S3M-47*#* Kenneth Gibson: Threatened Post Office Closures—That the Parliament is deeply concerned at Her Majesty’s Government’s proposals to reduce the number of post offices in Scotland from 1,664 in December 2006, two-thirds of which are in rural and island communities, by upwards of 200 by 2009; is aware that in Cunninghame North, Kilmory Post Office on the Island of Arran has already closed this year and that, according to Hansard, 16 of the remaining 23 in the constituency are under threat; recognises that Her Majesty’s Government’s action in recent years has directly contributed towards the reduction in post office numbers by removing vital services essential for their economic viability such as pensions, benefits, television licences and soon driving licences, while diverting much of its own business from the Royal Mail to the private sector; acknowledges that post offices provide a vital social, as well as economic, service often to very vulnerable people, at the heart of large and small communities alike; notes that Postwatch Scotland, responding to the recent Department of Trade and Industry (DTI) consultation, stated that the DTI did not take Scotland’s special circumstances into account as its proposals "seem to have been prepared without any consideration of the Scottish Executive’s policy framework on rural development, social inclusion and sustainable development"; opposes the threat to the Universal Service Obligation, and believes that the Executive should express its opposition to further post office closures in the strongest possible terms and take practical steps where possible to ameliorate Her Majesty’s Government’s action by channelling Executive business towards the Royal Mail, enhancing the post office card account and using it as a basis for community banking, working with local authorities to support post offices as part of rural and urban development projects, improving post office access to European small business funding and establishing a rural community action programme similar to that provided by the Welsh Assembly Government.

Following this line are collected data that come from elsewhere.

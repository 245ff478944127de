//! Login, refresh and logout flows.

mod support;

use attendify_core::models::auth::{ProviderCredentials, ProviderProfile};
use attendify_core::testing::principal;
use axum::body::Body;
use axum::http::{Request, StatusCode, header};
use chrono::Utc;
use serde_json::json;

use support::{SERVICE, TestApp, bearer, body_json, json_request, set_cookies};

fn provider_credentials() -> ProviderCredentials {
    ProviderCredentials {
        access_token: "provider-access".into(),
        refresh_token: "provider-refresh".into(),
    }
}

#[tokio::test]
async fn login_requires_email_and_password() {
    let app = TestApp::new();
    let resp = app
        .send(json_request("POST", "/auth/login", json!({ "email": "a@b.c" })))
        .await;

    assert_eq!(resp.status(), StatusCode::BAD_REQUEST);
    assert_eq!(
        body_json(resp).await["message"],
        "Email and password are required"
    );
    assert_eq!(app.provider.login_calls(), 0);
}

#[tokio::test]
async fn login_without_body_is_a_shaped_400() {
    let app = TestApp::new();
    let resp = app
        .send(
            Request::builder()
                .method("POST")
                .uri("/auth/login")
                .body(Body::empty())
                .unwrap(),
        )
        .await;

    assert_eq!(resp.status(), StatusCode::BAD_REQUEST);
    assert_eq!(
        resp.headers()[header::CONTENT_TYPE],
        "application/json"
    );
    let json = body_json(resp).await;
    assert_eq!(json["success"], false);
    assert_eq!(json["message"], "Email and password are required");
    assert_eq!(app.provider.login_calls(), 0);
}

#[tokio::test]
async fn login_with_malformed_body_is_a_shaped_400() {
    let app = TestApp::new();
    let resp = app
        .send(
            Request::builder()
                .method("POST")
                .uri("/auth/login")
                .header(header::CONTENT_TYPE, "text/plain")
                .body(Body::from("email=a@b.c"))
                .unwrap(),
        )
        .await;

    assert_eq!(resp.status(), StatusCode::BAD_REQUEST);
    assert_eq!(
        body_json(resp).await["message"],
        "Email and password are required"
    );
}

#[tokio::test]
async fn login_surfaces_provider_rejection() {
    let app = TestApp::new();
    let resp = app
        .send(json_request(
            "POST",
            "/auth/login",
            json!({ "email": "a@b.c", "password": "nope" }),
        ))
        .await;

    assert_eq!(resp.status(), StatusCode::BAD_REQUEST);
    assert_eq!(body_json(resp).await["message"], "Invalid credentials");
    assert!(app.store.created().is_empty());
}

#[tokio::test]
async fn first_login_creates_user_and_sets_cookies() {
    let app = TestApp::new();
    app.provider.set_login(provider_credentials());
    app.provider.set_profile(ProviderProfile {
        id: Some("op-42".into()),
        email: "ada@example.com".into(),
        username: Some("ada".into()),
        first_name: Some("Ada".into()),
        last_name: Some("Lovelace".into()),
    });

    let resp = app
        .send(json_request(
            "POST",
            "/auth/login",
            json!({ "email": "ada@example.com", "password": "secret" }),
        ))
        .await;

    assert_eq!(resp.status(), StatusCode::OK);
    let cookies = set_cookies(&resp);
    assert!(
        cookies
            .iter()
            .any(|c| c.starts_with("accessToken=provider-access") && c.contains("HttpOnly"))
    );
    assert!(
        cookies
            .iter()
            .any(|c| c.starts_with("refreshToken=provider-refresh")
                && c.contains("SameSite=Strict")
                && c.contains("Domain=attendify.test"))
    );

    let json = body_json(resp).await;
    assert_eq!(json["success"], true);
    assert_eq!(json["message"], "Login successful");
    assert_eq!(json["data"]["accessToken"], "provider-access");
    assert_eq!(json["data"]["refreshToken"], "provider-refresh");
    assert_eq!(json["data"]["user"]["id"], "op-42");
    assert_eq!(json["data"]["user"]["firstName"], "Ada");
    assert_eq!(app.store.created(), vec!["op-42".to_string()]);
}

#[tokio::test]
async fn login_reuses_existing_user() {
    let app = TestApp::new();
    app.provider.set_login(provider_credentials());
    app.store.insert(principal("u-1"));

    let resp = app
        .send(json_request(
            "POST",
            "/auth/login",
            json!({ "email": "u-1@example.com", "password": "secret" }),
        ))
        .await;

    assert_eq!(resp.status(), StatusCode::OK);
    assert_eq!(body_json(resp).await["data"]["user"]["id"], "u-1");
    assert!(app.store.created().is_empty());
    assert_eq!(app.provider.profile_calls(), 0);
}

#[tokio::test]
async fn login_tolerates_profile_failure() {
    let app = TestApp::new();
    app.provider.set_login(provider_credentials());
    app.provider.fail_profile("profile service down");

    let resp = app
        .send(json_request(
            "POST",
            "/auth/login",
            json!({ "email": "new@example.com", "password": "secret" }),
        ))
        .await;

    assert_eq!(resp.status(), StatusCode::OK);
    let json = body_json(resp).await;
    assert_eq!(json["data"]["user"]["email"], "new@example.com");
    assert_eq!(app.store.created().len(), 1);
}

#[tokio::test]
async fn user_created_without_profile_is_found_by_token_subject() {
    let app = TestApp::new();
    let provider_access = app.access_token(&principal("op-sub"));
    app.provider.set_login(ProviderCredentials {
        access_token: provider_access.clone(),
        refresh_token: "provider-refresh".into(),
    });
    app.provider.fail_profile("profile service down");

    let resp = app
        .send(json_request(
            "POST",
            "/auth/login",
            json!({ "email": "new@example.com", "password": "secret" }),
        ))
        .await;
    assert_eq!(resp.status(), StatusCode::OK);
    assert_eq!(app.store.created(), vec!["op-sub".to_string()]);

    let resp = app
        .send(
            bearer(support::get("/auth/me"), &provider_access)
                .body(Body::empty())
                .unwrap(),
        )
        .await;

    assert_eq!(resp.status(), StatusCode::OK);
    let json = body_json(resp).await;
    assert_eq!(json["data"]["id"], "op-sub");
    assert_eq!(json["data"]["email"], "new@example.com");
    assert_eq!(app.store.created().len(), 1);
}

#[tokio::test]
async fn refresh_from_body_issues_verifiable_pair() {
    let app = TestApp::new();
    let user = principal("u-1");
    app.store.insert(user.clone());

    let resp = app
        .send(json_request(
            "POST",
            "/auth/refresh",
            json!({ "refreshToken": app.refresh_token(&user) }),
        ))
        .await;

    assert_eq!(resp.status(), StatusCode::OK);
    assert_eq!(set_cookies(&resp).len(), 2);
    let json = body_json(resp).await;
    let access = json["data"]["accessToken"].as_str().unwrap();
    let refresh = json["data"]["refreshToken"].as_str().unwrap();

    let claims = app
        .tokens
        .verify_access_token(access, SERVICE)
        .unwrap()
        .expect("new access token verifies");
    assert_eq!(claims.subject(), "u-1");
    assert!(
        app.tokens
            .verify_refresh_token(refresh, SERVICE)
            .unwrap()
            .is_some()
    );
}

#[tokio::test]
async fn refresh_reads_cookie_when_body_is_empty() {
    let app = TestApp::new();
    let user = principal("u-1");
    app.store.insert(user.clone());

    let resp = app
        .send(
            Request::builder()
                .method("POST")
                .uri("/auth/refresh")
                .header(
                    header::COOKIE,
                    format!("refreshToken={}", app.refresh_token(&user)),
                )
                .body(Body::empty())
                .unwrap(),
        )
        .await;

    assert_eq!(resp.status(), StatusCode::OK);
    assert_eq!(body_json(resp).await["data"]["user"]["id"], "u-1");
}

#[tokio::test]
async fn access_token_cannot_refresh() {
    let app = TestApp::new();
    let user = principal("u-1");
    app.store.insert(user.clone());

    let resp = app
        .send(json_request(
            "POST",
            "/auth/refresh",
            json!({ "refreshToken": app.access_token(&user) }),
        ))
        .await;

    assert_eq!(resp.status(), StatusCode::UNAUTHORIZED);
    assert_eq!(body_json(resp).await["error"], "Invalid token");
}

#[tokio::test]
async fn refresh_for_deleted_user_is_rejected() {
    let app = TestApp::new();
    let mut user = principal("u-1");
    user.deleted_at = Some(Utc::now());
    app.store.insert(user.clone());

    let resp = app
        .send(json_request(
            "POST",
            "/auth/refresh",
            json!({ "refreshToken": app.refresh_token(&user) }),
        ))
        .await;

    assert_eq!(resp.status(), StatusCode::UNAUTHORIZED);
    assert_eq!(body_json(resp).await["error"], "User not found");
}

#[tokio::test]
async fn refresh_without_token_is_rejected() {
    let app = TestApp::new();
    let resp = app
        .send(
            Request::builder()
                .method("POST")
                .uri("/auth/refresh")
                .body(Body::empty())
                .unwrap(),
        )
        .await;

    assert_eq!(resp.status(), StatusCode::UNAUTHORIZED);
    assert_eq!(body_json(resp).await["error"], "No token provided");
}

#[tokio::test]
async fn logout_evicts_cache_and_clears_cookies() {
    let app = TestApp::new();
    let user = principal("u-1");
    app.store.insert(user.clone());
    app.cache.prime("users:u-1", &user).await;

    let resp = app
        .send(
            bearer(
                Request::builder().method("POST").uri("/auth/logout"),
                &app.access_token(&user),
            )
            .body(Body::empty())
            .unwrap(),
        )
        .await;

    assert_eq!(resp.status(), StatusCode::OK);
    let cookies = set_cookies(&resp);
    assert!(cookies.iter().any(|c| c.starts_with("accessToken=;")));
    assert!(cookies.iter().any(|c| c.starts_with("refreshToken=;")));
    assert!(cookies.iter().all(|c| c.contains("Max-Age=0")));

    let cached = attendify_core::cache::CacheStore::get_raw(app.cache.as_ref(), "users:u-1")
        .await
        .unwrap();
    assert!(cached.is_none());
}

Supported by: Brian Adam*, John Lamont*, Bill Wilson*, Bashir Ahmad*, Ian McKee*, Stuart McMillan*, Roseanna Cunningham*, Willie Coffey*, Alasdair Allan*, Rob Gibson*, Alex Neil*, Christine Grahame*, Gil Paterson*

S3M-46 Murdo Fraser: Roman Antonine Guard—That the Parliament commends the work carried out by the charity, The Antonine Guard, to educate people and inspire them to learn more about Scotland’s Roman history; notes that our Roman heritage has helped shape today’s Scotland; believes that more must be done to safeguard Roman remains and sites in Scotland, such as Ardoch Roman Fort in Perthshire; further believes that Scotland’s Roman history should not just be preserved but be used as an educational tool to get children interested in Scotland’s past and to learn about conservation; supports the application to see the Antonine Wall gain World Heritage status, and believes that the Scottish Executive should consider the creation of a national Roman centre in an area of Scotland that has strong links to Scotland’s Roman past.

Supported by: John Lamont, Elizabeth Smith, Nanette Milne, Charlie Gordon, Jamie McGrigor, Kenneth Gibson, John Park, Gavin Brown, Alex Johnstone, Jackson Carlaw, Mary Scanlon, Hugh O’Donnell, Derek Brownlee, John Scott, Jamie Hepburn, Margaret Mitchell, Annabel Goldie, Roseanna Cunningham, Ross Finnie, Richard Baker, David Whitton, Bill Aitken, Jeremy Purvis, Andy Kerr, Rhona Brankin, Cathy Peattie, Jackie Baillie, Malcolm Chisholm, Ted Brocklebank, Tom McCabe*

S3M-45 Richard Baker: Continuing the Campaign to Beat Bowel Cancer—That the Parliament congratulates all those involved in the fundraising event being held on 28 July 2007, in the Richard Donald suite at Pittodrie Stadium, in aid of Aberdeen Royal Infirmary; hopes that local businesses will support the occasion and the ongoing efforts to improve bowel cancer care and treatment; recognises the contribution of events such as this, and campaigns such as the annual Loud Tie campaign run by Beating Bowel Cancer, in raising awareness of bowel cancer; notes that more than 3,500 new cases of bowel cancer are diagnosed each year in Scotland; welcomes the progress that has been made in treating the disease, in particular the roll-out from March 2007 of a national screening programme that will see over 650,000 potentially vulnerable people being screened by 2009, and supports further efforts to improve bowel cancer care.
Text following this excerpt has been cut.